* [Work to complete] Take each line of the data that contains the string "does" and copy it.

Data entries
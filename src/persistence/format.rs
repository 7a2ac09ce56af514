//! Fixed-width field codec.
//!
//! All integers and floats are little-endian. `bool` is one byte (0 or 1).
//! Lengths are written as `i64` and rejected on read when negative.

use std::io::{Read, Write};

use crate::error::{MatrixError, Result};

pub(crate) fn write_bool(out: &mut dyn Write, v: bool) -> Result<()> {
    out.write_all(&[u8::from(v)])?;
    Ok(())
}

pub(crate) fn read_bool(input: &mut dyn Read, what: &str) -> Result<bool> {
    let mut buf = [0u8; 1];
    input
        .read_exact(&mut buf)
        .map_err(|e| MatrixError::from_read(e, what))?;
    match buf[0] {
        0 => Ok(false),
        1 => Ok(true),
        b => Err(MatrixError::malformed(format!("{what}: invalid bool byte {b}"))),
    }
}

pub(crate) fn write_i32(out: &mut dyn Write, v: i32) -> Result<()> {
    out.write_all(&v.to_le_bytes())?;
    Ok(())
}

pub(crate) fn read_i32(input: &mut dyn Read, what: &str) -> Result<i32> {
    let mut buf = [0u8; 4];
    input
        .read_exact(&mut buf)
        .map_err(|e| MatrixError::from_read(e, what))?;
    Ok(i32::from_le_bytes(buf))
}

pub(crate) fn write_i64(out: &mut dyn Write, v: i64) -> Result<()> {
    out.write_all(&v.to_le_bytes())?;
    Ok(())
}

pub(crate) fn read_i64(input: &mut dyn Read, what: &str) -> Result<i64> {
    let mut buf = [0u8; 8];
    input
        .read_exact(&mut buf)
        .map_err(|e| MatrixError::from_read(e, what))?;
    Ok(i64::from_le_bytes(buf))
}

/// Write an in-memory size as `i32`.
pub(crate) fn write_usize_i32(out: &mut dyn Write, v: usize, what: &str) -> Result<()> {
    let v = i32::try_from(v)
        .map_err(|_| MatrixError::invalid(format!("{what} {v} does not fit in int32")))?;
    write_i32(out, v)
}

/// Read an `i32` that must be a non-negative size.
pub(crate) fn read_usize_i32(input: &mut dyn Read, what: &str) -> Result<usize> {
    let v = read_i32(input, what)?;
    usize::try_from(v).map_err(|_| MatrixError::malformed(format!("{what} is negative: {v}")))
}

/// Write an in-memory size as `i64`.
pub(crate) fn write_usize_i64(out: &mut dyn Write, v: usize, what: &str) -> Result<()> {
    let v = i64::try_from(v)
        .map_err(|_| MatrixError::invalid(format!("{what} {v} does not fit in int64")))?;
    write_i64(out, v)
}

/// Read an `i64` that must be a non-negative size.
pub(crate) fn read_usize_i64(input: &mut dyn Read, what: &str) -> Result<usize> {
    let v = read_i64(input, what)?;
    usize::try_from(v).map_err(|_| MatrixError::malformed(format!("{what} is negative: {v}")))
}

pub(crate) fn write_bytes(out: &mut dyn Write, bytes: &[u8]) -> Result<()> {
    out.write_all(bytes)?;
    Ok(())
}

/// Read exactly `len` bytes.
///
/// Reads through `take` so a corrupt length cannot force a huge allocation
/// before the stream runs dry.
pub(crate) fn read_bytes(input: &mut dyn Read, len: usize, what: &str) -> Result<Vec<u8>> {
    let mut buf = Vec::new();
    input.take(len as u64).read_to_end(&mut buf)?;
    if buf.len() != len {
        return Err(MatrixError::malformed(format!(
            "truncated while reading {what}: expected {len} bytes, got {}",
            buf.len()
        )));
    }
    Ok(buf)
}

pub(crate) fn write_f32_slice(out: &mut dyn Write, values: &[f32]) -> Result<()> {
    let mut buf = Vec::with_capacity(values.len() * 4);
    for v in values {
        buf.extend_from_slice(&v.to_le_bytes());
    }
    out.write_all(&buf)?;
    Ok(())
}

pub(crate) fn read_f32_vec(input: &mut dyn Read, len: usize, what: &str) -> Result<Vec<f32>> {
    let nbytes = len
        .checked_mul(4)
        .ok_or_else(|| MatrixError::malformed(format!("{what}: length {len} overflows")))?;
    let bytes = read_bytes(input, nbytes, what)?;
    Ok(bytes
        .chunks_exact(4)
        .map(|c| f32::from_le_bytes([c[0], c[1], c[2], c[3]]))
        .collect())
}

* [Answer section]
        .map_err(|_| MatrixError::invalid(format!("{what} {v} does not fit in int32")))?;
        .map_err(|_| MatrixError::invalid(format!("{what} {v} does not fit in int64")))?;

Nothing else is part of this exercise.